One of the first phosphoglycolipids to have its structure fully elucidated was found in Streptococcus and related bacterial species, i.e. 1,2-diacyl-3-[6’’-(sn-glycero-1-phospho-)-α-D-kojibiosyl]-sn-glycerol. It is derived from a diglucosyldiacylglycerol, with the diglucoside unit equivalent to kojibiose in that it has an α-(1→2) linkage. The other distinctive feature is the stereochemistry of the glycerophosphate moiety attached to position 6 of the second glucose unit; this is linked via position sn-1 of glycerol rather than the sn-3 position as in most other phospholipids. Subsequently, an analogous lipid with a single glucose moiety was characterized from this organism, while a related lipid with a phosphorylated galactofuranosyl residue was found in Bifidobacterium bifidum. Similar triglycosyl lipids or diglycosyl analogues with the sn-glycerol-1-phosphate residue in different positions from that illustrated or with more than one such substituent are also known. In some species, there is an alkenyl ether moiety in position sn-1 of the glycerolipidic component rather than a fatty acid.

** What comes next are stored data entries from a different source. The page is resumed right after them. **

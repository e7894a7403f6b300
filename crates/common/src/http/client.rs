use std::sync::Arc;
use std::time::{Duration, Instant};

use reqwest::header::{HeaderMap, HeaderValue, USER_AGENT};
use reqwest::{Client as ReqwestClient, Method, RequestBuilder, Response};
use thiserror::Error;
use tracing::debug;

use super::interceptor::{Exchange, RequestInterceptor};

/// Errors raised while building or sending an outbound request.
#[derive(Debug, Error)]
pub enum HttpClientError {
    #[error("failed to build HTTP client: {0}")]
    Build(#[source] reqwest::Error),

    #[error("invalid user agent: {0}")]
    InvalidUserAgent(String),

    #[error("invalid request: {0}")]
    InvalidRequest(#[source] reqwest::Error),

    #[error("{method} {url}: {source}")]
    Transport {
        method: Method,
        url: String,
        #[source]
        source: reqwest::Error,
    },
}

/// HTTP client that passes each request through an interceptor chain.
///
/// Requests are sent once. There is no retry, and no timeout unless one
/// was configured on the builder.
///
/// Default headers (including the user agent) are written into each request
/// before the interceptors run, so they see the headers that go on the wire.
#[derive(Clone)]
pub struct HttpClient {
    client: ReqwestClient,
    default_headers: HeaderMap,
    interceptors: Vec<Arc<dyn RequestInterceptor>>,
}

impl HttpClient {
    /// Start building a new HTTP client.
    #[must_use]
    pub fn builder() -> HttpClientBuilder {
        HttpClientBuilder::default()
    }

    /// Convenience constructor with default configuration and no interceptors.
    pub fn new() -> Result<Self, HttpClientError> {
        Self::builder().build()
    }

    /// Create a request builder using the underlying reqwest client.
    pub fn request<U>(&self, method: Method, url: U) -> RequestBuilder
    where
        U: reqwest::IntoUrl,
    {
        self.client.request(method, url)
    }

    /// Number of installed interceptors.
    #[must_use]
    pub fn interceptor_count(&self) -> usize {
        self.interceptors.len()
    }

    /// Build the request, run the interceptor chain, and execute it.
    pub async fn send(&self, builder: RequestBuilder) -> Result<Response, HttpClientError> {
        let mut request = builder.build().map_err(HttpClientError::InvalidRequest)?;

        for (name, value) in &self.default_headers {
            if !request.headers().contains_key(name) {
                request.headers_mut().insert(name.clone(), value.clone());
            }
        }

        for interceptor in &self.interceptors {
            interceptor.before_send(&mut request);
        }

        let method = request.method().clone();
        let url = request.url().clone();
        debug!(%method, %url, "sending HTTP request");

        let started = Instant::now();
        let result = self.client.execute(request).await;
        let exchange = Exchange { method: &method, url: &url, elapsed: started.elapsed() };

        match result {
            Ok(response) => {
                debug!(%method, %url, status = %response.status(), "received HTTP response");
                for interceptor in self.interceptors.iter().rev() {
                    interceptor.after_response(&exchange, &response);
                }
                Ok(response)
            }
            Err(err) => {
                debug!(%method, %url, error = %err, "HTTP request failed");
                for interceptor in self.interceptors.iter().rev() {
                    interceptor.on_error(&exchange, &err);
                }
                Err(HttpClientError::Transport { method, url: url.to_string(), source: err })
            }
        }
    }
}

impl std::fmt::Debug for HttpClient {
    fn fmt(&self, f: &mut std::fmt::Formatter<'_>) -> std::fmt::Result {
        f.debug_struct("HttpClient").field("interceptors", &self.interceptors.len()).finish()
    }
}

/// Builder for [`HttpClient`].
#[derive(Default)]
pub struct HttpClientBuilder {
    timeout: Option<Duration>,
    user_agent: Option<String>,
    default_headers: Option<HeaderMap>,
    interceptors: Vec<Arc<dyn RequestInterceptor>>,
}

impl HttpClientBuilder {
    /// Overall timeout per request; unset means no timeout.
    #[must_use]
    pub fn timeout(mut self, timeout: Duration) -> Self {
        self.timeout = Some(timeout);
        self
    }

    /// `User-Agent` sent with every request.
    #[must_use]
    pub fn user_agent(mut self, agent: impl Into<String>) -> Self {
        self.user_agent = Some(agent.into());
        self
    }

    /// Headers added to every request that does not set them itself.
    #[must_use]
    pub fn default_headers(mut self, headers: HeaderMap) -> Self {
        self.default_headers = Some(headers);
        self
    }

    /// Append an interceptor. `before_send` hooks run in registration order,
    /// response and error hooks in reverse order.
    #[must_use]
    pub fn interceptor(mut self, interceptor: Arc<dyn RequestInterceptor>) -> Self {
        self.interceptors.push(interceptor);
        self
    }

    /// Build the client.
    ///
    /// # Errors
    /// Fails if the user agent is not a valid header value or the TLS
    /// backend cannot be initialised.
    pub fn build(self) -> Result<HttpClient, HttpClientError> {
        let mut default_headers = self.default_headers.unwrap_or_default();

        if let Some(agent) = self.user_agent {
            let value = HeaderValue::try_from(agent.as_str())
                .map_err(|_| HttpClientError::InvalidUserAgent(agent.clone()))?;
            default_headers.insert(USER_AGENT, value);
        }

        let mut builder = ReqwestClient::builder().default_headers(default_headers.clone());

        if let Some(timeout) = self.timeout {
            builder = builder.timeout(timeout);
        }

        let client = builder.build().map_err(HttpClientError::Build)?;

        Ok(HttpClient { client, default_headers, interceptors: self.interceptors })
    }
}
//! HTTP routes
//!
//! | Path | Handler |
//! |---|---|
//! | `/login` | [`login::login`] |
//! | `/oauth2/callback` | [`callback::callback`] |
//! | `/welcome` | [`welcome::welcome`] |
//! | anything else | static files from `server.static_dir` |

pub mod callback;
pub mod errors;
pub mod login;
pub mod welcome;

use std::sync::Arc;

use authflow_domain::constants::{CALLBACK_PATH, LOGIN_PATH, WELCOME_PATH};
use axum::http::{header, StatusCode};
use axum::response::{IntoResponse, Response};
use axum::routing::get;
use axum::Router;
use tower_http::services::ServeDir;
use tower_http::trace::TraceLayer;

use crate::context::AppContext;

pub use errors::{ExchangeFailure, ProfileFailure};

/// Build the application router
#[must_use]
pub fn router(ctx: Arc<AppContext>) -> Router {
    let static_files = ServeDir::new(&ctx.config.server.static_dir);

    Router::new()
        .route(LOGIN_PATH, get(login::login))
        .route(CALLBACK_PATH, get(callback::callback))
        .route(WELCOME_PATH, get(welcome::welcome))
        .fallback_service(static_files)
        .layer(TraceLayer::new_for_http())
        .with_state(ctx)
}

/// First value of `key` in a raw query string.
///
/// Repeated keys are not an error; later values are ignored.
pub(crate) fn first_query_value(query: Option<&str>, key: &str) -> Option<String> {
    let query = query?;
    url::form_urlencoded::parse(query.as_bytes())
        .find(|(name, _)| name == key)
        .map(|(_, value)| value.into_owned())
}

/// `302 Found` to `location`.
///
/// `axum::response::Redirect` only offers 303/307/308.
pub(crate) fn found(location: String) -> Response {
    (StatusCode::FOUND, [(header::LOCATION, location)]).into_response()
}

Formula of 1,2-diacyl-3-[6'-(sn-glycero-1-phospho)-apha-D-kojibiosyl]-sn-glycerol

As in the biosynthesis of other glycosyldiacylglycerols, the first step in the biosynthesis of such lipids in Streptococcus sp. is a sequential reaction of 1,2‑diacyl-sn‑glycerol and UDP-glucose to yield as intermediates first glucosyldiacylglycerol and then kojibiosyldiacylglycerol, both of which are also found in the organism. The sn-1-glycerophosphate moiety is believed to be added last by an enzyme-catalysed trans-phosphatidylation reaction with phosphatidylglycerol as the donor molecule by analogy with comprehensive studies of the biosynthesis of phosphatidylglucosyldiacylglycerols discussed next.

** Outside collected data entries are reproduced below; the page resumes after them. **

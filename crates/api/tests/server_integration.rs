//! Integration tests for server startup and shutdown over a real socket

use std::net::TcpListener;
use std::sync::Arc;
use std::time::Duration;

use authflow_app::{serve, serve_with_shutdown, AppContext};
use authflow_domain::Config;
use reqwest::redirect::Policy;
use reqwest::StatusCode;
use tokio::sync::oneshot;

fn context_on(bind_address: String) -> Arc<AppContext> {
    let mut config = Config::default();
    config.client.client_id = "Iv1.server".to_string();
    config.server.bind_address = bind_address;
    config.server.open_browser = false;
    Arc::new(AppContext::new(config).expect("failed to build app context"))
}

fn free_address() -> String {
    let listener = TcpListener::bind("127.0.0.1:0").expect("failed to reserve a port");
    listener.local_addr().expect("no local address").to_string()
}

/// Validates that a port already in use aborts startup with an error naming
/// the address.
#[tokio::test]
async fn occupied_port_fails_to_bind() {
    let held = TcpListener::bind("127.0.0.1:0").expect("failed to hold a port");
    let address = held.local_addr().expect("no local address").to_string();

    let err = serve(context_on(address.clone())).await.unwrap_err();

    assert!(err.to_string().contains(&format!("failed to bind {address}")), "got {err:#}");
}

/// Validates that the server answers requests and returns cleanly once the
/// shutdown future completes.
///
/// # Test Steps
/// 1. Serve on a free port with a oneshot channel as the shutdown signal
/// 2. Poll `/login` until the server answers with a redirect
/// 3. Fire the signal and verify `serve_with_shutdown` returns `Ok`
#[tokio::test]
async fn shutdown_signal_stops_the_server() {
    let address = free_address();
    let (stop, stopped) = oneshot::channel::<()>();
    let server = tokio::spawn(serve_with_shutdown(context_on(address.clone()), async move {
        let _ = stopped.await;
    }));

    let client = reqwest::Client::builder().redirect(Policy::none()).build().unwrap();
    let login = format!("http://{address}/login");
    let mut status = None;
    for _ in 0..50 {
        if let Ok(response) = client.get(&login).send().await {
            status = Some(response.status());
            break;
        }
        tokio::time::sleep(Duration::from_millis(20)).await;
    }
    assert_eq!(status, Some(StatusCode::FOUND));
    drop(client);

    stop.send(()).unwrap();
    let result = tokio::time::timeout(Duration::from_secs(5), server)
        .await
        .expect("server did not stop")
        .expect("server task panicked");
    assert!(result.is_ok(), "got {result:?}");
}
//! Port interfaces for the identity provider
//!
//! These traits define the boundaries between the flow logic and the
//! adapters that talk to a concrete provider.

use async_trait::async_trait;
use authflow_common::auth::TokenSet;
use authflow_domain::{Result, UserProfile};

/// Authorization side of the provider
#[async_trait]
pub trait CodeExchanger: Send + Sync {
    /// URL the user agent is sent to for consent
    fn authorization_url(&self) -> String;

    /// Trade an authorization code for an access token
    async fn exchange_code(&self, code: &str) -> Result<TokenSet>;
}

/// Resource side of the provider
#[async_trait]
pub trait ProfileFetcher: Send + Sync {
    /// Fetch the profile of the user the bearer token belongs to
    async fn fetch_profile(&self, access_token: &str) -> Result<UserProfile>;
}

Some lipids occur with both a glycosyldiacyl moiety and a phosphatidyl group within a single molecule. For example, in 1970, a lipid isolated from Mycoplasma laidlawii was identified as glycerylphosphoryldiglucosyldiacylglycerol. Phosphatidylglucosyldiacylglycerol or 3-O-[6’-O-(1’’,2’’-diacyl-3’-phospho-sn-glycerol)-α-D-glucopyranosyl]-1,2-diacyl-sn-glycerol (illustrated) and the analogous diglycosyl phosphatidylkojibiosyldiacylglycerol together with more complex substituted forms have been found in some Lactococcus and Streptococcus species and in Pseudomonas diminuta. Comparable lipids with galactose as the carbohydrate component have been found in Bifidobacterium bifidum var. Pennsylvanicus and in the marine diatom Thalassiosira weissflogii; the latter has a β-D-galactopyranosyl unit and the fatty acyl chains are polyunsaturated.

Formula of phosphatidylglucosyldiacylglycerol

The key to the classification of these lipids within this first type of phosphoglycolipids has come from biosynthetic studies, which have shown that they are synthesised by an enzyme-catalysed transphosphatidylation of monoglucosyldiacylglycerols with phosphatidylglycerol as donor of the phosphatidyl group, rather than by a glycosylation reaction, for example.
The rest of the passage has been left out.